People are already falling in love with AI companions. At the World Economic Forum in Dalian in 2017, I spent time with one of the world's leading roboticists — a person who has built some of the most sophisticated machines in existence. She argues forcefully against anthropomorphizing robots. Her concern is not that robots are incapable of producing meaningful experience in the people who encounter them. She knows they are capable of exactly that. It is, in fact, the source of her alarm.

A colleague of mine spent four years with a social AI robot and found themselves — against all prior conviction — thinking about robot rights. Not as a thought experiment. As a felt moral intuition.

I spent years working in AI, virtual and augmented reality, gaming, and media arts. I watched the boundary between "real" and real blur in real time. What I came to understand is this: if you have an experience in a virtual world, you have had a real experience. The brain receives sensory input and transforms it into meaning, regardless of the source. People have formed the most significant relationships of their lives in virtual worlds — and testify, consistently, that they are more fully themselves in those spaces. Are they wrong about their own experience?

The science reinforces the blur. We are now encoding digital data onto DNA — mapping binary information onto the nucleotide sequences of biological molecules. The boundary between the living and the made, between the born and the built, is no longer a bright line. It is a zone of negotiation.

Meanwhile, physicists have followed matter down to its most fundamental constituents and have not found solid ground. They have found probability distributions, entanglement, fields, and particles that seem to respond to observation. A growing cohort of serious thinkers in cosmology and information theory now entertain — without embarrassment, in peer-reviewed journals — the possibility that physical reality is itself a kind of computational process.

We are also a civilization that spent centuries solving for plague, famine, and war — and, having largely succeeded, now turns its engineering genius inward: onto mood, cognition, desire, identity. Algorithms increasingly understand our preferences better than we do. The very notion of a self with a sovereign inner life begins to look, in this light, like a useful fiction we told ourselves before we had better instruments.

THE DEEPER QUESTION

Beneath the population question is a question about the nature of human beings altogether.

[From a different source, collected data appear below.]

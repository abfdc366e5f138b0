//! Runtime for Brook
//!
//! Values, the snapshot-scoped environment, and the tree-walking evaluator.

mod environment;
mod evaluator;
mod value;

pub use environment::Environment;
pub use evaluator::Evaluator;
pub use value::Value;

Are we physical beings, or spiritual ones? Is a person the body and its cognitive perceptions — or something called a soul? Is the soul physical, but not yet measurable? Are we, as some traditions hold, beings of light animating the physical forms we mistake for ourselves — the way a player animates an avatar? If so, does simulated parenthood amount to an attachment to the illusion of the physical world — a distraction from a greater reality?

From that vantage point, the question of whether a Baby is "real" becomes genuinely complicated.

I grew up with the understanding that this world is a reflection of a deeper, spiritual one. I also live in a time when science has gone so far into the nature of matter and consciousness that serious researchers entertain, with straight faces, the possibility that we inhabit a computational simulation. The mystics and the physicists are, unexpectedly, in the same conversation.

Baby sits with all of this without pretending to resolve it. It is a film about what it means to care for something. To be changed by something. To love something that did not ask to exist — or that perhaps, in ways we don't yet have language for, did.

It is a film for the generation that told us they didn't know if they could justify bringing a child into this world.